-- Opening Marker --

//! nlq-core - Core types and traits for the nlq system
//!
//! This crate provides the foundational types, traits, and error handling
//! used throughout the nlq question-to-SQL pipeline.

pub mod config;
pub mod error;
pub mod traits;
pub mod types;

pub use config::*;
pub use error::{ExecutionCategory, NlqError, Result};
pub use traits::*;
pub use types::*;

-- Closing Marker --

The string "error" may appear on lines of the data above; give the number of those lines and nothing more.

3